War and Rumors of War

Dick Cheney Is Dead

BILL ASTORE

NOV 04, 2025

War and rumors of war dominate the headlines. Venezuela. Nigeria. Iran. Somalia. A “new Cold War” involving Russia and China. What are we to believe?

The events of the 62 years of my short life (Vietnam, Afghanistan, Iraq, Libya, peace dividends that never arrive, military budgets that keep soaring, U.S. domination of the world’s weapons trade, the National Security State as America’s fourth and arguably most powerful branch of government, and on and on) make me highly suspect of official narratives about any war, especially as those same Pentagon budgets soar and those same arms exports keep flooding the world in the (false) name of democracy.

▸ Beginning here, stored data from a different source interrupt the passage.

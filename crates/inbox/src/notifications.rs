//! Per-user notification store and its async feed.
//!
//! [`NotificationStore`] is plain state: a [`RecordSet`] of notifications,
//! an overlay of optimistic mark-read requests, the server-reported unread
//! counter and the last error. [`NotificationFeed`] drives it: pulls from
//! a [`NotificationSource`], applies socket frames, and performs
//! mark-read / mark-all-read round trips. When a channel is attached with
//! [`NotificationFeed::set_channel`], mark-read is also announced on the
//! socket as a `mark_read` frame.

use std::collections::HashSet;
use std::sync::{Arc, Mutex, MutexGuard, PoisonError};

use async_trait::async_trait;
use servicedesk_core::records::NotificationRecord;
use servicedesk_core::types::DbId;
use servicedesk_realtime::{Frame, FrameKind, FrameRouter, UpdateAction};
use tokio_util::sync::CancellationToken;

use crate::channels::FrameSender;
use crate::error::InboxError;
use crate::reconcile::{Keyed, Merge, PullScope, PullTicket, RecordSet};

impl Keyed for NotificationRecord {
    type Key = DbId;

    fn key(&self) -> DbId {
        self.id
    }
}

impl Merge for NotificationRecord {
    /// Incoming fields win, except that a read flag never turns back off.
    fn merge(existing: &Self, incoming: Self) -> Self {
        NotificationRecord {
            is_read: existing.is_read || incoming.is_read,
            ..incoming
        }
    }
}

/// Which category of notifications to list or pull.
#[derive(Debug, Clone, Copy, PartialEq, Eq)]
pub enum NotificationFilter {
    All,
    Unread,
    Read,
}

/// Pull side of the notification REST surface.
#[async_trait]
pub trait NotificationSource: Send + Sync {
    async fn list(&self, filter: NotificationFilter) -> Result<Vec<NotificationRecord>, InboxError>;
    async fn mark_read(&self, notification_id: DbId) -> Result<(), InboxError>;
    async fn mark_all_read(&self) -> Result<(), InboxError>;
}

#[derive(Debug, Default)]
pub struct NotificationStore {
    user_id: Option<DbId>,
    records: RecordSet<NotificationRecord>,
    pending_reads: HashSet<DbId>,
    reported_unread: Option<u64>,
    error: Option<String>,
}

impl NotificationStore {
    pub fn new() -> Self {
        Self::default()
    }

    pub fn user_id(&self) -> Option<DbId> {
        self.user_id
    }

    /// Switch to another user, discarding every record and invalidating
    /// any pull in flight. Returns `false` if `user_id` is already current.
    pub fn switch_user(&mut self, user_id: Option<DbId>) -> bool {
        if self.user_id == user_id {
            return false;
        }
        self.user_id = user_id;
        self.records.clear();
        self.pending_reads.clear();
        self.reported_unread = None;
        self.error = None;
        true
    }

    pub fn begin_pull(&mut self) -> PullTicket {
        self.records.begin_pull()
    }

    /// Merge a pulled page. Returns `false` for a stale ticket.
    pub fn complete_pull(&mut self, ticket: PullTicket, records: Vec<NotificationRecord>) -> bool {
        if !self.records.complete_pull(ticket, records, PullScope::Partial) {
            return false;
        }
        self.reported_unread = None;
        self.error = None;
        true
    }

    /// Record a failed pull, keeping the cached records. Returns `false`
    /// for a stale ticket.
    pub fn fail_pull(&mut self, ticket: PullTicket, error: &InboxError) -> bool {
        if !self.records.abandon_pull(ticket) {
            return false;
        }
        tracing::warn!(error = %error, "Notification pull failed");
        self.error = Some(error.to_string());
        true
    }

    /// Apply a pushed notification (new record or read-flag change).
    pub fn apply_push(&mut self, record: NotificationRecord) {
        if record.is_read {
            self.pending_reads.remove(&record.id);
        }
        self.records.upsert(record);
        self.reported_unread = None;
    }

    /// The server's unread counter; authoritative until the next local change.
    pub fn set_reported_unread(&mut self, count: u64) {
        self.reported_unread = Some(count);
    }

    /// Optimistically show `id` as read. Returns `false` if the record is
    /// unknown or already read.
    pub fn mark_read_optimistic(&mut self, id: DbId) -> bool {
        let unread = self.records.get(&id).is_some_and(|r| !r.is_read);
        if unread && self.pending_reads.insert(id) {
            self.reported_unread = None;
            return true;
        }
        false
    }

    /// Optimistically show every held notification as read. Returns the
    /// ids that changed.
    pub fn mark_all_read_optimistic(&mut self) -> Vec<DbId> {
        let ids: Vec<DbId> = self
            .records
            .values()
            .filter(|r| !r.is_read && !self.pending_reads.contains(&r.id))
            .map(|r| r.id)
            .collect();
        self.pending_reads.extend(ids.iter().copied());
        if !ids.is_empty() {
            self.reported_unread = None;
        }
        ids
    }

    /// The server accepted a mark-read: make it server truth.
    pub fn confirm_read(&mut self, id: DbId) {
        self.pending_reads.remove(&id);
        self.records.update(&id, |r| r.is_read = true);
    }

    /// The server rejected a mark-read: roll the overlay back.
    pub fn reject_read(&mut self, id: DbId, error: &InboxError) {
        if self.pending_reads.remove(&id) {
            self.reported_unread = None;
        }
        self.error = Some(error.to_string());
    }

    pub fn set_error(&mut self, message: impl Into<String>) {
        self.error = Some(message.into());
    }

    pub fn clear_error(&mut self) {
        self.error = None;
    }

    pub fn error(&self) -> Option<&str> {
        self.error.as_deref()
    }

    /// Whether `id` currently shows as read (server truth or optimistic).
    pub fn is_read(&self, id: DbId) -> Option<bool> {
        self.records
            .get(&id)
            .map(|r| r.is_read || self.pending_reads.contains(&id))
    }

    /// Notifications in `filter`, newest first, optimistic reads applied.
    pub fn list(&self, filter: NotificationFilter) -> Vec<NotificationRecord> {
        let mut list: Vec<NotificationRecord> = self
            .records
            .values()
            .map(|r| {
                let mut r = r.clone();
                r.is_read = r.is_read || self.pending_reads.contains(&r.id);
                r
            })
            .filter(|r| match filter {
                NotificationFilter::All => true,
                NotificationFilter::Unread => !r.is_read,
                NotificationFilter::Read => r.is_read,
            })
            .collect();
        list.sort_by(|a, b| b.created_at.cmp(&a.created_at).then(b.id.cmp(&a.id)));
        list
    }

    pub fn len(&self) -> usize {
        self.records.len()
    }

    pub fn is_empty(&self) -> bool {
        self.records.is_empty()
    }

    /// Unread count: the server-reported counter when it is newer than any
    /// local change, otherwise the number of unread notifications held.
    pub fn unread_count(&self) -> u64 {
        self.reported_unread.unwrap_or_else(|| {
            self.records
                .values()
                .filter(|r| !r.is_read && !self.pending_reads.contains(&r.id))
                .count() as u64
        })
    }
}

/// Frame handlers for the notification channel.
pub fn notification_router() -> FrameRouter<NotificationStore> {
    FrameRouter::new()
        .on(FrameKind::NotificationUpdate, |store: &mut NotificationStore, frame| {
            if let Frame::NotificationUpdate { notification, action } = frame {
                if *action == UpdateAction::Deleted {
                    tracing::debug!(id = notification.id, "Ignoring notification delete");
                    return;
                }
                store.apply_push(notification.clone());
            }
        })
        .on(FrameKind::CountUpdate, |store: &mut NotificationStore, frame| {
            if let Frame::CountUpdate { unread_count } = frame {
                store.set_reported_unread(*unread_count);
            }
        })
        .on(FrameKind::MarkRead, |store: &mut NotificationStore, frame| {
            if let Frame::MarkRead { notification_id } = frame {
                store.confirm_read(*notification_id);
            }
        })
        .on(FrameKind::Error, |store: &mut NotificationStore, frame| {
            if let Frame::Error { message } = frame {
                tracing::warn!(error = %message, "Notification channel reported an error");
                store.set_error(message.clone());
            }
        })
}

/// Async driver for a [`NotificationStore`].
///
/// Cheap to share behind an `Arc`. The store lock is never held across an
/// `.await`.
pub struct NotificationFeed {
    store: Mutex<NotificationStore>,
    source: Arc<dyn NotificationSource>,
    router: FrameRouter<NotificationStore>,
    pull_cancel: Mutex<CancellationToken>,
    channel: Mutex<Option<Arc<dyn FrameSender>>>,
}

impl NotificationFeed {
    pub fn new(source: Arc<dyn NotificationSource>) -> Self {
        Self {
            store: Mutex::new(NotificationStore::new()),
            source,
            router: notification_router(),
            pull_cancel: Mutex::new(CancellationToken::new()),
            channel: Mutex::new(None),
        }
    }

    /// Attach (or detach) the notification channel outbound frames go to.
    pub fn set_channel(&self, channel: Option<Arc<dyn FrameSender>>) {
        *lock(&self.channel) = channel;
    }

    /// Switch user: cancel the pull in flight, then drop the old records.
    /// Call [`refresh`](Self::refresh) afterwards to load the new user.
    pub fn switch_user(&self, user_id: Option<DbId>) {
        lock(&self.pull_cancel).cancel();
        if self.store().switch_user(user_id) {
            tracing::info!(?user_id, "Notification feed switched user");
        }
    }

    /// Pull `filter` from the source and merge it.
    ///
    /// Returns `Ok(false)` when the pull was superseded or cancelled. A
    /// source error is stored on the feed (cached records are kept) and
    /// returned.
    pub async fn refresh(&self, filter: NotificationFilter) -> Result<bool, InboxError> {
        let cancel = self.next_pull_token();
        let ticket = {
            let mut store = self.store();
            if store.user_id().is_none() {
                return Err(InboxError::NoIdentity("user"));
            }
            store.begin_pull()
        };

        let result = tokio::select! {
            _ = cancel.cancelled() => return Ok(false),
            result = self.source.list(filter) => result,
        };

        let mut store = self.store();
        match result {
            Ok(records) => Ok(store.complete_pull(ticket, records)),
            Err(e) if store.fail_pull(ticket, &e) => Err(e),
            Err(_) => Ok(false),
        }
    }

    /// Mark one notification read: optimistic locally, announced on the
    /// channel, then confirmed or rolled back by the server over REST, then
    /// refreshed.
    pub async fn mark_read(&self, id: DbId) -> Result<(), InboxError> {
        let user = {
            let mut store = self.store();
            store.mark_read_optimistic(id);
            store.user_id()
        };

        let channel = lock(&self.channel).clone();
        if let Some(channel) = channel {
            if let Err(e) = channel.send_frame(Frame::mark_read(id)).await {
                tracing::debug!(notification_id = id, error = %e, "mark_read frame not sent");
            }
        }

        let outcome = self.source.mark_read(id).await;
        {
            let mut store = self.store();
            if store.user_id() != user {
                return Ok(());
            }
            match &outcome {
                Ok(()) => store.confirm_read(id),
                Err(e) => store.reject_read(id, e),
            }
        }

        if let Err(e) = self.refresh(NotificationFilter::All).await {
            tracing::debug!(error = %e, "Refresh after mark-read failed");
        }
        outcome
    }

    /// Mark every notification read, with the same optimistic protocol.
    pub async fn mark_all_read(&self) -> Result<(), InboxError> {
        let (user, ids) = {
            let mut store = self.store();
            let ids = store.mark_all_read_optimistic();
            (store.user_id(), ids)
        };

        let outcome = self.source.mark_all_read().await;
        {
            let mut store = self.store();
            if store.user_id() != user {
                return Ok(());
            }
            for id in ids {
                match &outcome {
                    Ok(()) => store.confirm_read(id),
                    Err(e) => store.reject_read(id, e),
                }
            }
        }

        if let Err(e) = self.refresh(NotificationFilter::All).await {
            tracing::debug!(error = %e, "Refresh after mark-all-read failed");
        }
        outcome
    }

    /// Route one channel frame into the store.
    pub fn apply_frame(&self, frame: &Frame) -> bool {
        let mut store = self.store();
        self.router.dispatch(&mut store, frame)
    }

    pub fn list(&self, filter: NotificationFilter) -> Vec<NotificationRecord> {
        self.store().list(filter)
    }

    pub fn unread_count(&self) -> u64 {
        self.store().unread_count()
    }

    pub fn error(&self) -> Option<String> {
        self.store().error().map(str::to_string)
    }

    pub fn user_id(&self) -> Option<DbId> {
        self.store().user_id()
    }

    fn store(&self) -> MutexGuard<'_, NotificationStore> {
        lock(&self.store)
    }

    /// Cancel the previous pull token and hand out a fresh one.
    fn next_pull_token(&self) -> CancellationToken {
        let mut current = lock(&self.pull_cancel);
        current.cancel();
        *current = CancellationToken::new();
        current.clone()
    }
}

fn lock<T>(mutex: &Mutex<T>) -> MutexGuard<'_, T> {
    mutex.lock().unwrap_or_else(PoisonError::into_inner)
}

Nevertheless, warmongers in our country continue to shout and bray for more war. Those who make the most noise are typically the furthest from the fighting. Typically, the closer you are to the fighting, the more you want it to stop. Especially if you’re doing the fighting. Consider Erich Maria Remarque’s “All Quiet on the Western Front.” When the main character, Paul, a frontline grunt, goes home on leave, he realizes the blood-thirstiness of the REMFs is far different from the war he’s seeing at the front. (REMF, rear-echelon mother-fucker, is a colorful and meaningful military acronym.)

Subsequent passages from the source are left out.